There is also a paradox inherent in the traditional venture model which becomes more pronounced as funds become larger and more institutionalized. Although most venture firms were started by entrepreneurs or entrepreneur-friendly investors, many firms have built teams comprised of financiers and large company executives who lack relevant early-stage operating experience. Gradually, as fund sizes have grown, these firms have become more dependent on quantitative or academic analysis increasingly distant from the subjective or experiential judgment which entrepreneurs rely on during the early stages of their growth.

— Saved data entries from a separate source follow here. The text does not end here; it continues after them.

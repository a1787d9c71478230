//! https://drafts.csswg.org/cssom/#common-serializing-idioms
//!
//! Every serializer is a [`Display`](std::fmt::Display) adapter, so it can be
//! written into any [`Write`](std::fmt::Write) sink without allocating.
//! With the `alloc` feature, `serialize_*` and `escape_*` return a `String`.

mod escape;
pub use escape::{EscapedCharacter, EscapedCodePoint};

mod identifier;
pub use identifier::{identifier_is_verbatim, Identifier};

mod string;
pub use string::{string_is_verbatim, CssString, Local, Url};

mod list;
pub use list::{CommaSeparated, WhitespaceSeparated};

#[cfg(feature = "alloc")]
pub use escape::{escape_character, escape_character_as_code_point};

#[cfg(feature = "alloc")]
pub use identifier::serialize_identifier;

#[cfg(feature = "alloc")]
pub use string::{serialize_local, serialize_string, serialize_url};

#[cfg(feature = "alloc")]
pub use list::{serialize_comma_separated_list, serialize_whitespace_separated_list};

/// What a serializer writes for one character of its input.
#[derive(Debug, Clone, Copy, PartialEq, Eq)]
enum Emit {
    /// U+FFFD REPLACEMENT CHARACTER
    Replacement,
    /// [`EscapedCodePoint`]
    CodePoint,
    /// [`EscapedCharacter`]
    Escaped,
    Verbatim,
}

impl Emit {
    const fn is_verbatim(self) -> bool {
        matches!(self, Self::Verbatim)
    }

    fn write(self, c: char, f: &mut std::fmt::Formatter<'_>) -> std::fmt::Result {
        use std::fmt::{Display, Write};

        match self {
            Emit::Replacement => f.write_char(char::REPLACEMENT_CHARACTER),
            Emit::CodePoint => EscapedCodePoint(c as u32).fmt(f),
            Emit::Escaped => EscapedCharacter(c).fmt(f),
            Emit::Verbatim => f.write_char(c),
        }
    }
}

In addition, the standard terms of venture investment have over time become increasingly one-sided, determined by venture firms with disproportionate economic power negotiating with themselves. As the size of the minimum investment gets larger, the terms more one-sided, and the investment process more institutionalized, obtaining funding from a venture investor begins to appear more and more like secured borrowing from a bank except that, in effect, the founder/borrower is permanently transferring the “security” to the bank. Many early-stage companies no longer qualify for this kind of venture investment, any more than they would qualify for a bank loan. Companies that fit this profile are particularly well-suited for Arena’s unique approach.